Knowledge and the Sacred
- Author: Seyyed Hossein Nasr
- Language: English
- Subject: Perennial philosophy, Sufism
- Publisher: Edinburgh University Press
- Publication date: 1981
- Media type: Print
- Pages: 341

= Knowledge and the Sacred =

1981 book by Seyyed Hossein Nasr

Knowledge and the Sacred is a 1981 book by the Iranian philosopher Seyyed Hossein Nasr. It was originally presented as his Gifford Lectures, which he delivered in 1981. The book is an exposition of perennial philosophy and has been described as a summa of the traditional perspective. It reflects Nasr's desire to revive what he refers to as the sacred quality of knowledge as opposed to knowledge based on sense perception and reason.

==History==
Nasr was the first Muslim and the first non-Westerner to deliver the Gifford Lectures. He received his invitation to deliver the lectures immediately before the Iranian revolution of 1979. However, Nasr was forced into exile as a result of the revolution, and he lost both his prepared lecture notes and his library. He first feared he would have to cancel the event, but he chose to honor his commitment and in four months produced the substance of his lectures. Nasr eventually delivered the lectures at the University of Edinburgh in 1981, which were published by Edinburgh University Press the same year as Knowledge and the Sacred.

==Content==
The book opens with a chapter on what Nasr refers to as the desacralization of knowledge, arguing that knowledge has become cut off from its divine source—God—and that there is a need for its resacralization. The next chapter deals with the idea of Tradition from the viewpoint of perennial philosophy, defining it as "truths or principles of a divine origin, revealed or unveiled to mankind... through various figures envisaged as messengers, prophets, avataras, the Logos, or other transmitting agencies, along with all the ramifications and applications of these principles in different realms, including law and social structure, art, symbolism, the sciences, and embracing of course Supreme Knowledge along with the means of its attainment." The third chapter of the book concentrates on the West's rediscovery of the sacred and revival of tradition. In the following chapter, Nasr develops his notion of scientia sacra, defining it as “that sacred knowledge which lies at the heart of every revelation”. Scientia sacra or sacred science draws on two very distinct sources, revelation and intellection, in contrast to the sciences based on sense perception and reason. Nasr shifts his focus in the fifth chapter to what he refers to as the pontifical and Promethean man, positing two opposing conceptions of man. Pontifical man, for Nasr, is a divine representative who acts as a link between heaven and earth. Promethean man, on the other hand, represents an earthly being who has forgotten his divine purpose.

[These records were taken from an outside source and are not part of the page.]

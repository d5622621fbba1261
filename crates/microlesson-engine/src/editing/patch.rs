use crate::editing::{BlockId, Selection};

/// Result of applying a command
#[derive(Debug, Clone, PartialEq)]
pub struct Patch {
    /// Blocks whose content or position changed and still exist
    pub changed: Vec<BlockId>,
    pub new_selection: Selection,
    pub version: u64,
    /// Block that should receive focus after the edit
    pub focus: Option<BlockId>,
}
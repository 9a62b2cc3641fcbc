//! The dynamic JSON value type.

use indexmap::IndexMap;

use crate::keypath::KeyPath;
use crate::object::ObjectExt;

/// The payload of [`JsonValue::Object`]. Iteration follows insertion order, equality does not.
pub type JsonObject = IndexMap<String, JsonValue>;

/// A JSON document held as a closed sum type.
///
/// Numbers are split in two: integers that fit in an `i64` are [`JsonValue::Int`], every other
/// number is a [`JsonValue::Double`]. The two never compare equal, so `Int(3) != Double(3.0)`.
#[derive(Debug, Clone, PartialEq, Default)]
pub enum JsonValue {
    String(String),
    Int(i64),
    Double(f64),
    Bool(bool),
    Object(JsonObject),
    Array(Vec<JsonValue>),
    #[default]
    Null,
}

impl JsonValue {
    pub fn kind_desc(&self) -> &'static str {
        match self {
            JsonValue::String(_) => "string",
            JsonValue::Int(_) => "int",
            JsonValue::Double(_) => "double",
            JsonValue::Bool(_) => "bool",
            JsonValue::Object(_) => "object",
            JsonValue::Array(_) => "array",
            JsonValue::Null => "null",
        }
    }

    pub fn as_string(&self) -> Option<&str> {
        match self {
            JsonValue::String(value) => Some(value.as_str()),
            _ => None,
        }
    }

    pub fn as_int(&self) -> Option<i64> {
        match self {
            JsonValue::Int(value) => Some(*value),
            _ => None,
        }
    }

    pub fn as_double(&self) -> Option<f64> {
        match self {
            JsonValue::Double(value) => Some(*value),
            _ => None,
        }
    }

    pub fn as_bool(&self) -> Option<bool> {
        match self {
            JsonValue::Bool(value) => Some(*value),
            _ => None,
        }
    }

    pub fn as_object(&self) -> Option<&JsonObject> {
        match self {
            JsonValue::Object(value) => Some(value),
            _ => None,
        }
    }

    pub fn as_array(&self) -> Option<&[JsonValue]> {
        match self {
            JsonValue::Array(value) => Some(value.as_slice()),
            _ => None,
        }
    }

    /// `Some(())` for [`JsonValue::Null`], so that a null can be told apart from a mismatch.
    pub fn as_null(&self) -> Option<()> {
        match self {
            JsonValue::Null => Some(()),
            _ => None,
        }
    }

    pub fn is_null(&self) -> bool {
        matches!(self, JsonValue::Null)
    }

    /// Looks up `key` if this is an object.
    pub fn get(&self, key: &str) -> Option<&JsonValue> {
        self.as_object()?.get(key)
    }

    /// Looks up element `index` if this is an array and the index is in bounds.
    pub fn get_index(&self, index: usize) -> Option<&JsonValue> {
        self.as_array()?.get(index)
    }

    /// Follows a dotted key path through nested objects. See [`ObjectExt::get_key_path`].
    pub fn get_key_path(&self, key_path: &KeyPath) -> Option<&JsonValue> {
        self.as_object()?.get_key_path(key_path)
    }
}

impl From<String> for JsonValue {
    fn from(value: String) -> Self {
        JsonValue::String(value)
    }
}

impl From<&str> for JsonValue {
    fn from(value: &str) -> Self {
        JsonValue::String(value.to_owned())
    }
}

impl From<char> for JsonValue {
    fn from(value: char) -> Self {
        JsonValue::String(value.to_string())
    }
}

macro_rules! from_integer {
    ($($ty:ty),*) => {
        $(
            impl From<$ty> for JsonValue {
                fn from(value: $ty) -> Self {
                    JsonValue::Int(i64::from(value))
                }
            }
        )*
    };
}

from_integer!(i8, i16, i32, i64, u8, u16, u32);

impl From<f32> for JsonValue {
    fn from(value: f32) -> Self {
        JsonValue::Double(f64::from(value))
    }
}

impl From<f64> for JsonValue {
    fn from(value: f64) -> Self {
        JsonValue::Double(value)
    }
}

impl From<bool> for JsonValue {
    fn from(value: bool) -> Self {
        JsonValue::Bool(value)
    }
}

impl From<JsonObject> for JsonValue {
    fn from(value: JsonObject) -> Self {
        JsonValue::Object(value)
    }
}

impl From<Vec<JsonValue>> for JsonValue {
    fn from(value: Vec<JsonValue>) -> Self {
        JsonValue::Array(value)
    }
}

impl From<()> for JsonValue {
    fn from((): ()) -> Self {
        JsonValue::Null
    }
}

impl<T: Into<JsonValue>> From<Option<T>> for JsonValue {
    fn from(value: Option<T>) -> Self {
        value.map_or(JsonValue::Null, Into::into)
    }
}

impl FromIterator<JsonValue> for JsonValue {
    fn from_iter<I: IntoIterator<Item = JsonValue>>(iter: I) -> Self {
        JsonValue::Array(iter.into_iter().collect())
    }
}

impl<K: Into<String>, V: Into<JsonValue>> FromIterator<(K, V)> for JsonValue {
    fn from_iter<I: IntoIterator<Item = (K, V)>>(iter: I) -> Self {
        JsonValue::Object(
            iter.into_iter()
                .map(|(key, value)| (key.into(), value.into()))
                .collect(),
        )
    }
}

#[cfg(test)]
mod tests {
    use super::*;

    fn every_variant() -> Vec<JsonValue> {
        vec![
            JsonValue::from("x"),
            JsonValue::from(1),
            JsonValue::from(1.5),
            JsonValue::from(true),
            JsonValue::from_iter([("k", 1)]),
            JsonValue::from_iter([JsonValue::Null]),
            JsonValue::Null,
        ]
    }

    #[test]
    fn accessors_match_only_their_own_variant() {
        for value in every_variant() {
            assert_eq!(value.as_string().is_some(), value.kind_desc() == "string");
            assert_eq!(value.as_int().is_some(), value.kind_desc() == "int");
            assert_eq!(value.as_double().is_some(), value.kind_desc() == "double");
            assert_eq!(value.as_bool().is_some(), value.kind_desc() == "bool");
            assert_eq!(value.as_object().is_some(), value.kind_desc() == "object");
            assert_eq!(value.as_array().is_some(), value.kind_desc() == "array");
            assert_eq!(value.as_null().is_some(), value.kind_desc() == "null");
        }
    }

    #[test]
    fn wrong_accessor_is_empty() {
        assert_eq!(JsonValue::from("x").as_int(), None);
        assert_eq!(JsonValue::Int(3).as_double(), None);
        assert_eq!(JsonValue::Double(3.0).as_int(), None);
        assert_eq!(JsonValue::Null.as_bool(), None);
    }

    #[test]
    fn equality_is_tag_sensitive() {
        assert_ne!(JsonValue::Int(3), JsonValue::Double(3.0));
        assert_ne!(JsonValue::from("1"), JsonValue::Int(1));
        assert_eq!(JsonValue::from(3_u8), JsonValue::Int(3));
    }

    #[test]
    fn object_equality_ignores_order() {
        let left = JsonValue::from_iter([("a", 1), ("b", 2)]);
        let right = JsonValue::from_iter([("b", 2), ("a", 1)]);
        assert_eq!(left, right);
    }

    #[test]
    fn array_equality_respects_order() {
        let left = JsonValue::from_iter([JsonValue::Int(1), JsonValue::Int(2)]);
        let right = JsonValue::from_iter([JsonValue::Int(2), JsonValue::Int(1)]);
        assert_ne!(left, right);
    }

    #[test]
    fn options_and_unit_become_null() {
        assert_eq!(JsonValue::from(None::<i64>), JsonValue::Null);
        assert_eq!(JsonValue::from(Some("x")), JsonValue::from("x"));
        assert_eq!(JsonValue::from(()), JsonValue::Null);
        assert_eq!(JsonValue::default(), JsonValue::Null);
    }

    #[test]
    fn safe_lookups() {
        let value = JsonValue::from_iter([("list", JsonValue::from_iter([JsonValue::Int(7)]))]);
        let list = value.get("list").expect("list is present");
        assert_eq!(list.get_index(0), Some(&JsonValue::Int(7)));
        assert_eq!(list.get_index(1), None);
        assert_eq!(list.get("list"), None);
        assert_eq!(value.get("missing"), None);
        assert_eq!(value.get_index(0), None);
    }
}
//! Span-preserving parser for JSON text.
//!
//! The syntax tree produced here is deliberately looser than [`crate::JsonValue`]: numbers keep
//! their source text, object members keep duplicates and order, and unparseable sub-values are
//! recovered as [`Json::Invalid`] so that one pass can report several errors.

use chumsky::prelude::*;

use crate::spanned::Spanned;

#[derive(Clone, Debug, PartialEq)]
pub enum Json {
    Invalid,
    Null,
    Bool(bool),
    Str(String),
    /// The number exactly as written.
    Num(String),
    Array(Vec<Spanned<Json>>),
    Object(Vec<(Spanned<String>, Spanned<Json>)>),
}

impl Json {
    pub fn kind_desc(&self) -> &'static str {
        match self {
            Json::Invalid => "invalid",
            Json::Null => "null",
            Json::Bool(_) => "bool",
            Json::Str(_) => "string",
            Json::Num(_) => "number",
            Json::Array(_) => "array",
            Json::Object(_) => "object",
        }
    }
}

/// The four whitespace characters JSON allows between tokens. `Parser::padded` would also skip
/// Unicode spaces such as U+00A0.
fn whitespace<'a>() -> impl Parser<'a, &'a str, (), extra::Err<Rich<'a, char>>> + Clone {
    one_of(" \t\r\n").repeated()
}

/// Adapted from: <https://github.com/zesterer/chumsky/blob/main/examples/json.rs>.
pub fn parser<'a>() -> impl Parser<'a, &'a str, Spanned<Json>, extra::Err<Rich<'a, char>>> {
    recursive(|value| {
        let digits = text::digits(10).to_slice();

        let frac = just('.').then(digits);

        let exp = just('e')
            .or(just('E'))
            .then(one_of("+-").or_not())
            .then(digits)
            .labelled("exponent");

        let number = just('-')
            .or_not()
            .then(text::int(10))
            .then(frac.or_not())
            .then(exp.or_not())
            .to_slice()
            .map(ToString::to_string)
            .boxed()
            .labelled("number");

        let escape = just('\\')
            .then(choice((
                just('\\'),
                just('/'),
                just('"'),
                just('b').to('\x08'),
                just('f').to('\x0C'),
                just('n').to('\n'),
                just('r').to('\r'),
                just('t').to('\t'),
                just('u').then(text::digits(16).exactly(4)).to('\u{FFFD}'),
            )))
            .ignored()
            .boxed()
            .labelled("escape character");

        // The grammar only checks the shape of a string. Decoding escapes (surrogate pairs
        // included) and rejecting raw control characters is left to serde_json.
        let string = none_of("\\\"")
            .ignored()
            .or(escape)
            .repeated()
            .delimited_by(just('"'), just('"'))
            .to_slice()
            .try_map(|quoted: &str, span| {
                serde_json::from_str::<String>(quoted).map_err(|e| Rich::custom(span, e))
            })
            .boxed()
            .labelled("string");

        let array = value
            .clone()
            .separated_by(just(',').padded_by(whitespace()))
            .collect::<Vec<_>>()
            .padded_by(whitespace())
            .delimited_by(just('['), just(']'))
            .boxed()
            .labelled("array");

        let member = string
            .clone()
            .map_with(|val, e| Spanned {
                span: e.span(),
                val,
            })
            .then_ignore(just(':').padded_by(whitespace()))
            .then(value)
            .labelled("object member");
        let object = member
            .separated_by(just(',').padded_by(whitespace()))
            .collect::<Vec<_>>()
            .padded_by(whitespace())
            .delimited_by(just('{'), just('}'))
            .boxed()
            .labelled("object");

        choice((
            just("null").to(Json::Null).labelled("null"),
            just("true").to(Json::Bool(true)).labelled("true"),
            just("false").to(Json::Bool(false)).labelled("false"),
            number.map(Json::Num),
            string.map(Json::Str),
            array.map(Json::Array),
            object.map(Json::Object),
        ))
        .recover_with(via_parser(nested_delimiters(
            '{',
            '}',
            [('[', ']')],
            |_| Json::Invalid,
        )))
        .recover_with(via_parser(nested_delimiters(
            '[',
            ']',
            [('{', '}')],
            |_| Json::Invalid,
        )))
        .map_with(|val, e| Spanned {
            span: e.span(),
            val,
        })
        .padded_by(whitespace())
    })
    .labelled("JSON value")
}

#[cfg(test)]
mod tests {
    use super::*;

    fn parse(src: &str) -> Spanned<Json> {
        let (output, errors) = parser().parse(src).into_output_errors();
        assert!(errors.is_empty(), "unexpected errors: {errors:?}");
        output.expect("output without errors")
    }

    #[test]
    fn numbers_keep_their_text() {
        assert_eq!(parse("3").val, Json::Num("3".to_owned()));
        assert_eq!(parse("-3.50e+2").val, Json::Num("-3.50e+2".to_owned()));
    }

    #[test]
    fn strings_are_unescaped() {
        assert_eq!(parse(r#""a\nb""#).val, Json::Str("a\nb".to_owned()));
        assert_eq!(parse(r#""é""#).val, Json::Str("é".to_owned()));
        assert_eq!(parse(r#""😀""#).val, Json::Str("😀".to_owned()));
    }

    #[test]
    fn lone_surrogate_is_rejected() {
        let (_, errors) = parser().parse(r#""\ud83d""#).into_output_errors();
        assert!(!errors.is_empty());
    }

    #[test]
    fn spans_exclude_surrounding_whitespace() {
        let tree = parse(r#"  { "key" : [ 1 , true ] }  "#);
        assert_eq!(tree.range(), 2..26);
        let Json::Object(members) = &tree.val else {
            panic!("expected an object, found {}", tree.val.kind_desc());
        };
        let (key, value) = &members[0];
        assert_eq!(key.val, "key");
        assert_eq!(key.range(), 4..9);
        assert_eq!(value.range(), 12..24);
    }

    #[test]
    fn duplicate_members_are_kept() {
        let tree = parse(r#"{"a": 1, "a": 2}"#);
        let Json::Object(members) = &tree.val else {
            panic!("expected an object");
        };
        assert_eq!(members.len(), 2);
    }

    #[test]
    fn only_json_whitespace_is_skipped() {
        assert_eq!(parse(" \t\r\n[ 1 ,\n2 ]\r\n").val.kind_desc(), "array");
        for src in ["\u{a0}1", "1\u{3000}", "[1,\u{2028}2]", "{\u{a0}\"a\": 1}"] {
            let (_, errors) = parser().parse(src).into_output_errors();
            assert!(!errors.is_empty(), "{src:?}");
        }
    }

    #[test]
    fn leading_zeros_are_rejected() {
        let (_, errors) = parser().parse("01").into_output_errors();
        assert!(!errors.is_empty());
    }

    #[test]
    fn broken_nested_array_is_recovered() {
        let (output, errors) = parser().parse("[[1 2], 3]").into_output_errors();
        assert!(!errors.is_empty());
        if let Some(Spanned {
            val: Json::Array(items),
            ..
        }) = output
        {
            assert_eq!(items.len(), 2);
            assert_eq!(items[0].val, Json::Invalid);
            assert_eq!(items[1].val, Json::Num("3".to_owned()));
        }
    }
}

In the chapter titled The Cosmos as Theophany, Nasr describes the cosmos as "a manifestation of the Ultimate Reality", and “a theatre in which are reflected the Divine Names and Qualities”, saying that the cosmos is “a crypt through which man must journey to reach the Reality beyond cosmic manifestation”. He says that modern science embraces the idea of a "single level of reality" and calls for the restoration of traditional cosmology, which maintains a hierarchy of levels of existence and provides "spiritual maps" that "relate as much to man's inner being as they do to his outside world". Nasr turns to concepts of time and eternity in the seventh chapter, offering various perspectives on the relationship between time and eternity. In chapter eight, Nasr discusses traditional art, describing it as "a source of both knowledge and grace". Traditional art, in Nasr's words, “forges and forms an ambiance in which its truths are reflected everywhere, in which men breathe and live in a universe of meaning in conformity with the reality of the tradition in question”. Chapter Nine of the book offers a comparative study of different religious traditions. In the final chapter of the book, Knowledge of the Sacred as Deliverance, Nasr places his emphasis on "realized knowledge" as opposed to theoretical knowledge. According to Nasr, realized knowledge "concerns not only the intelligence but also the will and the whole psyche", and its attainment “requires the acquisition of spiritual virtues, which is the manner in which man participates in that truth which is itself suprahuman”.

==Themes==
According to Nicholas Heer, the main argument Nasr makes in these lectures, which he explores in great length, is that while sciences based on sense perception and reason may be utilized to learn about physical reality, knowledge of the ultimate reality or God can only be obtained through what he refers to as scientia sacra or sacred knowledge. For Gai Eaton, Knowledge and the Sacred can be "described as a Summa of the “traditional” perspective as it relates to the modern “desacralization” of knowledge, the rediscovery of the Sacred, Scientia sacra, man as khalifatullāh contrasted with man as usurper, the cosmos regarded as a theophany, eternity and the temporal order, traditional art, the “multiplicity of sacred forms” and, finally, knowledge of the Sacred as the path to “deliverance”."

==Reception==
According to the Dictionary of Literary Biography, Nasr's Gifford Lectures "signalled one of the first recognitions of traditional philosophy by mainstream academia". In the volume of the Library of Living Philosophers devoted to Nasr's life and thought, Wolfgang Smith writes: "For the first time in modern history, I would venture to say, the undistorted and unadulterated voice of the perennial and universal tradition could be heard within the prestigious halls of academe." Other academics, the Dictionary of Literary Biography notes, have not always responded favourably to that voice. The book drew criticism from advocates of rationalism and empiricism. According to Ioan Petru Culianu, the thesis it relies on "cannot be validated (or falsified) in any way," adding that it is "meant for a pious public already convinced of the truth and importance of Nasr's message" and that "it remains a conviction only for those of us who are not spoiled by “rationalism and empiricism” to such an extent as to need some form of demonstration." Thomas Dean states in a review of the book that traditionalism, upon which its thesis is built, presents a "methodological impasse." The criticism of its thesis, in Dean's opinion, may be dismissed as "that modern rebellion against tradition". Because, according to Nasr, individuals who lack intellectual intuition are unable to evaluate the merit of such work. The same criticism is made by Mehdi Aminrazavi, who argues, referring to Nasr's critics, that his thesis is "non-verifiable" in that it presents "esoteric truth claims", adding that the system it relies upon is "self-referential" because "its truth value depend[s] upon the system itself". For this, Aminrazavi claims that Nasr's "opponents" believe it is difficult to have a meaningful philosophical dialogue with Nasr.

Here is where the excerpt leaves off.